Aktivis Yayasan ATMA Solo, Adi Cahyo Kristiyanto beranggapan semangat implementasi UU No.12/2012 masih belum diimbangi dengan kesiapan pemerintah, aparat penegak hukum, dan masyarakat. implementasi UU itu diibaratkan jauh tungku dari arang. Hal mendasar yang menjadi kendala adalah pola pikir kebanyakan orang yang menganggap setiap kesalahan harus diproses secara hukum. 
"Fenomenanya, masyarakat menjadi individual. Segala sesuatu dihitung secara materi. Kasus kenakalan anak atau anak yang melanggar ketertiban biasanya akan diproses secara hukum. Semangat menghukum anak lebih dominan daripada mendidiknya supaya menjadi lebih baik". 

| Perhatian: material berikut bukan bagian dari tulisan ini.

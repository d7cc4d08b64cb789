//! Server event bus.
//!
//! The exchange engine publishes a small set of lifecycle events. Delivery
//! is fire-and-forget on the connection's worker; subscribers must be quick
//! and must not block.

use std::fmt;
use std::panic::{catch_unwind, AssertUnwindSafe};
use std::sync::{Arc, RwLock};
use std::time::Duration;

/// An event published by the server.
#[derive(Debug, Clone, PartialEq, Eq)]
#[non_exhaustive]
pub enum Event {
    /// A request head was fully parsed.
    RequestHeadReceived {
        /// Monotonic span from the request's first byte to this event.
        elapsed: Duration,
        /// Wire length of the request head.
        byte_count: u64,
    },
    /// A final response was fully written.
    ResponseSent {
        /// Monotonic span from response scheduling to this event.
        elapsed: Duration,
        /// Wire length of the response.
        byte_count: u64,
    },
    /// The server stopped. Fires once per successful `stop()`.
    HttpServerStopped,
}

/// A subscriber to server [`Event`]s.
pub trait Subscriber: Send + Sync + 'static {
    /// Called for each published event, on the publishing worker.
    fn on_event(&self, event: &Event);
}

impl<F> Subscriber for F
where
    F: Fn(&Event) + Send + Sync + 'static,
{
    fn on_event(&self, event: &Event) {
        self(event)
    }
}

/// Handle to the event bus.
///
/// Cloning is cheap; all clones publish to and subscribe on the same list.
/// The subscription list is copy-on-write: emitting never contends with
/// subscribing.
#[derive(Clone, Default)]
pub struct Events {
    inner: Arc<Inner>,
}

#[derive(Default)]
struct Inner {
    subscribers: RwLock<Arc<Vec<Arc<dyn Subscriber>>>>,
}

impl Events {
    pub(crate) fn new() -> Events {
        Events::default()
    }

    /// Registers a subscriber. Takes effect for events emitted afterwards.
    pub fn subscribe<S: Subscriber>(&self, subscriber: S) {
        let mut guard = self
            .inner
            .subscribers
            .write()
            .unwrap_or_else(|e| e.into_inner());
        let mut list: Vec<Arc<dyn Subscriber>> = (**guard).clone();
        list.push(Arc::new(subscriber));
        *guard = Arc::new(list);
    }

    pub(crate) fn emit(&self, event: Event) {
        let list = {
            let guard = self
                .inner
                .subscribers
                .read()
                .unwrap_or_else(|e| e.into_inner());
            Arc::clone(&guard)
        };
        for subscriber in list.iter() {
            // A panicking subscriber must not take the exchange down.
            if catch_unwind(AssertUnwindSafe(|| subscriber.on_event(&event))).is_err() {
                tracing::error!("event subscriber panicked on {:?}", event);
            }
        }
    }
}

impl fmt::Debug for Events {
    fn fmt(&self, f: &mut fmt::Formatter<'_>) -> fmt::Result {
        f.debug_struct("Events").finish()
    }
}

UU tersebut masih memiliki beberapa kelemahan, dan kelemahan utamanya adalah proses diversi dapat dimainkan oleh beberapa orang tertentu untuk mendapatkan uang.
"Kata damai itu dalam UU ada klausul terdapat kesepakatan. Nah, kalau sepakat dengan meminta imbalan uang bagaimana? Saya menilai diversi bisa menjadi komoditas ekonomi. Hal itu berpotensi melahirkan pemerasan korban terhadap pelaku. Atau ada pihak yang memanfaatkan kondisi itu untuk jadi makelar diversi? Hal tersebut akan menjadi sangat berbahaya."

...

Artikel ini dikutip dari Koran SOLOPOS, pada Senin Legi, 21 Juli 2014 dengan judul "Sistem Diversi Rawan jadi Pemerasan".